Arimbi mengencangkan bandana merah di kepalanya, kemudian menutupnya lagi dengan cap. Ia juga menyelipkan dua buah senjata baton di balik overcoat berwarna gelapnya. Tak lupa ia mengenakan bandana lain untuk menutup mulut dan hidungnya serta melepaskan kedua giwang lebar dari telinganya. Ia mengingat larik-larik cerita dan tulisan yang dikenal para bhuta sejak mereka masih kecil. Dijelaskan bahwa "Para raksasa waspada berteriak keras amat galak, seakan- suara guntur bergemuruh, semua bersiap dengan senjata, sepanjang jalan bergembira, mempertontonkan watak mereka." Tulisan ini menjelaskan betapa hebatnya kaum buta dalam semangat dan kekuatan mereka. Walau kadang tak begitu suka, Arimbi merasakan darah bhutanya menggelegak bak raksasa.
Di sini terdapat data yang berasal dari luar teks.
//! Error types for the Fable core.
//!
//! Uses `thiserror` for ergonomic error definition with rich context.
//!
//! Errors here are the loud tier: module registration conflicts, hook graph
//! problems, path failures, and internal bugs. Expected gameplay outcomes
//! (refusals, vetoes, failed mutations) travel as result values instead and
//! never appear as [`Error`].

use std::fmt;

use thiserror::Error;

use crate::entity_id::EntityId;

/// Convenience alias used throughout the Fable crates.
pub type Result<T> = std::result::Result<T, Error>;

/// The main error type for Fable operations.
#[derive(Debug, Error)]
#[error("{kind}")]
pub struct Error {
    /// The kind of error that occurred.
    pub kind: ErrorKind,
    /// Optional context about where the error occurred.
    pub context: Option<ErrorContext>,
}

impl Error {
    /// Creates a new error with the given kind.
    #[must_use]
    pub fn new(kind: ErrorKind) -> Self {
        Self {
            kind,
            context: None,
        }
    }

    /// Adds context to this error.
    #[must_use]
    pub fn with_context(mut self, context: ErrorContext) -> Self {
        self.context = Some(context);
        self
    }

    /// Creates a duplicate module registration error.
    #[must_use]
    pub fn duplicate_module(name: impl Into<String>) -> Self {
        Self::new(ErrorKind::DuplicateModule { name: name.into() })
    }

    /// Creates a malformed vocabulary error.
    #[must_use]
    pub fn malformed_vocabulary(module: impl Into<String>, detail: impl Into<String>) -> Self {
        Self::new(ErrorKind::MalformedVocabulary {
            module: module.into(),
            detail: detail.into(),
        })
    }

    /// Creates a same-class vocabulary conflict error.
    #[must_use]
    pub fn vocabulary_conflict(
        word: impl Into<String>,
        first_module: impl Into<String>,
        second_module: impl Into<String>,
    ) -> Self {
        Self::new(ErrorKind::VocabularyConflict {
            word: word.into(),
            first_module: first_module.into(),
            second_module: second_module.into(),
        })
    }

    /// Creates a same-class duplicate handler error.
    #[must_use]
    pub fn duplicate_handler(
        verb: impl Into<String>,
        first_module: impl Into<String>,
        second_module: impl Into<String>,
    ) -> Self {
        Self::new(ErrorKind::DuplicateHandler {
            verb: verb.into(),
            first_module: first_module.into(),
            second_module: second_module.into(),
        })
    }

    /// Creates an error for a handler whose verb is absent from the vocabulary.
    #[must_use]
    pub fn handler_without_verb(verb: impl Into<String>, module: impl Into<String>) -> Self {
        Self::new(ErrorKind::HandlerWithoutVerb {
            verb: verb.into(),
            module: module.into(),
        })
    }

    /// Creates an error for a module registering one event's reaction twice.
    #[must_use]
    pub fn duplicate_reaction(event: impl Into<String>, module: impl Into<String>) -> Self {
        Self::new(ErrorKind::DuplicateReaction {
            event: event.into(),
            module: module.into(),
        })
    }

    /// Creates a same-class duplicate hook definition error.
    #[must_use]
    pub fn duplicate_hook(
        name: impl Into<String>,
        first_module: impl Into<String>,
        second_module: impl Into<String>,
    ) -> Self {
        Self::new(ErrorKind::DuplicateHook {
            name: name.into(),
            first_module: first_module.into(),
            second_module: second_module.into(),
        })
    }

    /// Creates a hook kind mismatch error (declared kind vs. name prefix).
    #[must_use]
    pub fn hook_kind_mismatch(
        name: impl Into<String>,
        declared: impl Into<String>,
        expected: impl Into<String>,
    ) -> Self {
        Self::new(ErrorKind::HookKindMismatch {
            name: name.into(),
            declared: declared.into(),
            expected: expected.into(),
        })
    }

    /// Creates an unknown hook dependency error.
    #[must_use]
    pub fn unknown_hook_dependency(hook: impl Into<String>, dependency: impl Into<String>) -> Self {
        Self::new(ErrorKind::UnknownHookDependency {
            hook: hook.into(),
            dependency: dependency.into(),
        })
    }

    /// Creates a cross-kind hook dependency error.
    #[must_use]
    pub fn hook_dependency_kind(hook: impl Into<String>, dependency: impl Into<String>) -> Self {
        Self::new(ErrorKind::HookDependencyKind {
            hook: hook.into(),
            dependency: dependency.into(),
        })
    }

    /// Creates a hook dependency cycle error.
    #[must_use]
    pub fn hook_dependency_cycle(cycle: Vec<String>) -> Self {
        Self::new(ErrorKind::HookDependencyCycle { cycle })
    }

    /// Creates an unknown behavior reference error.
    #[must_use]
    pub fn unknown_behavior(
        entity: EntityId,
        name: impl Into<String>,
        suggestion: Option<String>,
    ) -> Self {
        Self::new(ErrorKind::UnknownBehavior {
            entity,
            name: name.into(),
            suggestion,
        })
    }

    /// Creates an error for a behaviors entry that names a hook.
    #[must_use]
    pub fn behavior_names_hook(entity: EntityId, name: impl Into<String>) -> Self {
        Self::new(ErrorKind::BehaviorNamesHook {
            entity,
            name: name.into(),
        })
    }

    /// Creates an entity not found error.
    #[must_use]
    pub fn entity_not_found(id: EntityId) -> Self {
        Self::new(ErrorKind::EntityNotFound(id))
    }

    /// Creates a path syntax error.
    #[must_use]
    pub fn path_syntax(path: impl Into<String>, reason: impl Into<String>) -> Self {
        Self::new(ErrorKind::PathSyntax {
            path: path.into(),
            reason: reason.into(),
        })
    }

    /// Creates an error for traversing through a non-map value.
    #[must_use]
    pub fn path_not_a_map(path: impl Into<String>, segment: impl Into<String>) -> Self {
        Self::new(ErrorKind::PathNotAMap {
            path: path.into(),
            segment: segment.into(),
        })
    }

    /// Creates an error for a list operation on a non-list slot.
    #[must_use]
    pub fn path_not_a_list(path: impl Into<String>) -> Self {
        Self::new(ErrorKind::PathNotAList { path: path.into() })
    }

    /// Creates an error for removing a value absent from its list.
    #[must_use]
    pub fn path_value_not_found(path: impl Into<String>) -> Self {
        Self::new(ErrorKind::PathValueNotFound { path: path.into() })
    }

    /// Creates a session halted error.
    #[must_use]
    pub fn session_halted() -> Self {
        Self::new(ErrorKind::SessionHalted)
    }

    /// Creates an internal error.
    #[must_use]
    pub fn internal(message: impl Into<String>) -> Self {
        Self::new(ErrorKind::Internal(message.into()))
    }
}

/// Categorized error kinds for pattern matching.
#[derive(Debug, Error)]
pub enum ErrorKind {
    /// A module name was registered twice.
    #[error("duplicate module registration: {name}")]
    DuplicateModule {
        /// The qualified module name.
        name: String,
    },

    /// A vocabulary declaration failed validation.
    #[error("malformed vocabulary in module {module}: {detail}")]
    MalformedVocabulary {
        /// The declaring module.
        module: String,
        /// What was wrong with the declaration.
        detail: String,
    },

    /// Two same-class modules bound a surface word divergently.
    #[error("vocabulary conflict on {word:?}: {first_module} and {second_module} share an origin class")]
    VocabularyConflict {
        /// The verb or synonym word.
        word: String,
        /// The module that bound the word first.
        first_module: String,
        /// The module whose binding conflicts.
        second_module: String,
    },

    /// Two same-class modules registered a handler for one verb.
    #[error("duplicate handler for {verb:?}: {first_module} and {second_module} share an origin class")]
    DuplicateHandler {
        /// The canonical verb.
        verb: String,
        /// The module that registered first.
        first_module: String,
        /// The module whose handler conflicts.
        second_module: String,
    },

    /// A handler was registered for a verb no vocabulary declares.
    #[error("handler in module {module} targets undeclared verb {verb:?}")]
    HandlerWithoutVerb {
        /// The unknown verb.
        verb: String,
        /// The registering module.
        module: String,
    },

    /// One module registered two reactions for one event.
    #[error("module {module} registers event {event:?} twice")]
    DuplicateReaction {
        /// The event name.
        event: String,
        /// The registering module.
        module: String,
    },

    /// Two same-class modules defined one hook name.
    #[error("duplicate hook definition {name:?}: {first_module} and {second_module} share an origin class")]
    DuplicateHook {
        /// The hook name.
        name: String,
        /// The module that defined it first.
        first_module: String,
        /// The module whose definition conflicts.
        second_module: String,
    },

    /// A hook's declared kind disagrees with its name prefix.
    #[error("hook {name:?} declared as {declared} but its name implies {expected}")]
    HookKindMismatch {
        /// The hook name.
        name: String,
        /// The declared kind.
        declared: String,
        /// The kind the name prefix implies.
        expected: String,
    },

    /// A hook's `after` list references an undefined hook.
    #[error("hook {hook:?} runs after undefined hook {dependency:?}")]
    UnknownHookDependency {
        /// The hook carrying the reference.
        hook: String,
        /// The missing dependency name.
        dependency: String,
    },

    /// A hook's `after` list crosses hook kinds.
    #[error("hook {hook:?} cannot order itself after {dependency:?}: the kinds differ")]
    HookDependencyKind {
        /// The hook carrying the reference.
        hook: String,
        /// The dependency of the other kind.
        dependency: String,
    },

    /// The hook dependency graph contains a cycle.
    #[error("hook dependency cycle: {}", cycle.join(" -> "))]
    HookDependencyCycle {
        /// The hooks forming the cycle, in reference order.
        cycle: Vec<String>,
    },

    /// An entity's behaviors list names an unregistered module.
    #[error("entity {entity} references unknown behavior module {name:?}{}",
        suggestion.as_ref().map(|s| format!(" (did you mean {s:?}?)")).unwrap_or_default())]
    UnknownBehavior {
        /// The referencing entity.
        entity: EntityId,
        /// The unknown module name.
        name: String,
        /// Nearest registered module name, if any is close.
        suggestion: Option<String>,
    },

    /// An entity's behaviors list names a hook instead of a module.
    #[error("entity {entity} lists hook {name:?} as a behavior; behaviors name modules")]
    BehaviorNamesHook {
        /// The referencing entity.
        entity: EntityId,
        /// The hook name found in the behaviors list.
        name: String,
    },

    /// Entity was not found in the world.
    #[error("entity not found: {0}")]
    EntityNotFound(EntityId),

    /// A mutation path failed to parse.
    #[error("bad mutation path {path:?}: {reason}")]
    PathSyntax {
        /// The offending path text.
        path: String,
        /// Why it failed to parse.
        reason: String,
    },

    /// A path traversed through a non-map value.
    #[error("path {path:?} crosses non-map value at segment {segment:?}")]
    PathNotAMap {
        /// The full path being applied.
        path: String,
        /// The segment where traversal stopped.
        segment: String,
    },

    /// A list operation targeted a slot that holds no list.
    #[error("path {path:?} expects a list at its final segment")]
    PathNotAList {
        /// The full path being applied.
        path: String,
    },

    /// A list removal targeted a value the list does not contain.
    #[error("path {path:?} removes a value not present in the list")]
    PathValueNotFound {
        /// The full path being applied.
        path: String,
    },

    /// The session halted after an inconsistent-state escalation.
    #[error("session halted: world state is inconsistent")]
    SessionHalted,

    /// Internal error (should not happen).
    #[error("internal error: {0}")]
    Internal(String),
}

/// Context about where an error occurred.
#[derive(Debug, Clone)]
pub struct ErrorContext {
    /// The module involved, if any.
    pub module: Option<String>,
    /// The entity involved, if any.
    pub entity: Option<EntityId>,
    /// Stack of dispatch/turn frames.
    pub stack: Vec<String>,
}

impl ErrorContext {
    /// Creates a new empty context.
    #[must_use]
    pub fn new() -> Self {
        Self {
            module: None,
            entity: None,
            stack: Vec::new(),
        }
    }

    /// Sets the module name.
    #[must_use]
    pub fn with_module(mut self, module: impl Into<String>) -> Self {
        self.module = Some(module.into());
        self
    }

    /// Sets the entity.
    #[must_use]
    pub fn with_entity(mut self, entity: EntityId) -> Self {
        self.entity = Some(entity);
        self
    }

    /// Adds a stack frame.
    #[must_use]
    pub fn with_frame(mut self, frame: impl Into<String>) -> Self {
        self.stack.push(frame.into());
        self
    }
}

impl Default for ErrorContext {
    fn default() -> Self {
        Self::new()
    }
}

impl fmt::Display for ErrorContext {
    fn fmt(&self, f: &mut fmt::Formatter<'_>) -> fmt::Result {
        if let Some(module) = &self.module {
            write!(f, "in module {module}")?;
        }
        if let Some(entity) = &self.entity {
            if self.module.is_some() {
                write!(f, ", ")?;
            }
            write!(f, "entity {entity}")?;
        }
        if !self.stack.is_empty() {
            writeln!(f)?;
            for frame in &self.stack {
                writeln!(f, "  in {frame}")?;
            }
        }
        Ok(())
    }
}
Bangunan itu terletak cukup menonjol di balik perbukitan yang menjorok ke arah sebuah danau raksasa, sekitar dua puluh menit perjalanan menggunakan mobil dari pusat kota Pringgandani mengitari bukit. Ada sebuah pelabuhan lama di samping bangunan terang yang berkesan mewah tersebut. Sebenarnya istilah 'pelabuhan' tersebut lebih merujuk kepada sebuah dermaga kecil yang dahulu digunakan untuk membawa barang-barang dagangan dari dan ke luar Pringgandani sebelum jalan darat dibangun dengan baik. Kadang-kadang dermaga itu masih digunakan, tapi tidak seramai dulu. Arimbi mencurigai bahwa penjualan bhanga dan women trafficking juga melalui jalur ini.
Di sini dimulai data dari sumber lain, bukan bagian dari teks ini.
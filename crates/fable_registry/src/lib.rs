//! Module registration and the finalized registry for the Fable engine.
//!
//! Content arrives as [`Module`] values carrying vocabulary, handlers,
//! reactions, and hooks. A [`RegistryBuilder`] collects them, and
//! [`RegistryBuilder::finalize`] produces the immutable [`ModuleRegistry`]
//! the engine dispatches against: merged vocabulary, handler override
//! chains, reaction indexes, and the precomputed turn-phase schedule.
//!
//! The [`Accessor`] trait is declared here so module code can be written
//! against it while the engine crate supplies the implementation.

#![warn(missing_docs)]
#![warn(clippy::all)]
#![warn(clippy::pedantic)]

pub mod access;
pub mod hooks;
pub mod module;
pub mod registry;
pub mod vocabulary;

pub use access::{Accessor, EventContext, HandlerFn, PhaseFn, ReactionFn};
pub use hooks::{HookDefinition, HookKind};
pub use module::{Module, ModuleBuilder, OriginClass};
pub use registry::{HandlerEntry, ModuleRegistry, PhaseEntry, ReactionEntry, RegistryBuilder};
pub use vocabulary::{MergedVocabulary, VerbEntry};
Agni namanya. Sebuah restoran fancy berlantai tujuh yang juga adalah sebuah hotel. Lampu-lampu kristal nya memendarkan sinar-sinar putih terang di balik jendela-jendela kacanya. Mobil-mobil mewah seperti Cadillac Fleetwood Limousine berwarna hitam mengkilat atau Austin Princess III terparkir rapi di depan restoran dan hotel Agni tersebut.
Sejauh matanya dapat memandang, tidak terlihat ada lambang api tertempel di pintu, jendela atau dinding, atau dimanapun seperti yang dijelaskan adik bungsunya, Kalabendana. Restoran dan hotel bernama Agni tersebut menggunakan namanya, dengan font standar, sebagai logo itu sendiri. Padahal Arimbi sempat berpikir bahwa nama Agni menjadi semacam penghargaan dari kaum bhuta terhadap hubungan kaum jim dan gandarwa, dimana keduanya memiliki sejarah yang panjang, sama-sama merupakan kaum 'terpinggir' dalam dunia bisnis. Agni mungkin saja merujuk pada hubungan kedua kaum ini yang dianggap bermain di dalam api. Mereka menggunakan kekerasan dan melakukan semua jenis bisnis yang memungkinkan, termasuk bisnis ilegal dan bisnis gelap. Itu sebabnya puluhan tahun yang lalu, kaum jim gandarwa memutuskan menatokan lidah api di tubuh mereka sebagai bentuk identitas dan solidaritas. Sedangkan para buta masih menempatkan diri mereka di atas, sebagai senior, mungkin berperan sebagai ayah bagi para jim dan gandarwa. Bagi para buta, lambang lidah api mungkin bukan sebagai bentuk penghargaan, namun lebih sebagai cibiran dan hinaan.
Sialnya, Arimbi masih belum menemukan letak lambang jin dan gandarwa itu tertempel di manapun. Perlahan ia memutari bangunan dan merengsek maju. Wujudnya tersamarkan oleh pepohonan dan kekelaman malam meski larik-larik sinar berpendaran menembus gelap, menyobek malam. Arimbi sempat berpikir apakah Agni berada di dalam restoran sekaligus hotel berlantai tujuh tersebut? Apakah Agni merupakan sebuah kamar, atau ruangan khusus yang disembunyikan dan dijaga ketat sehingga hanya orang-orang tertentu dengan akses khusus yang dapat masuk ke tempat tersebut? Bila ya, berarti mau tidak mau Arimbi harus masuk ke dalam hotel tersebut.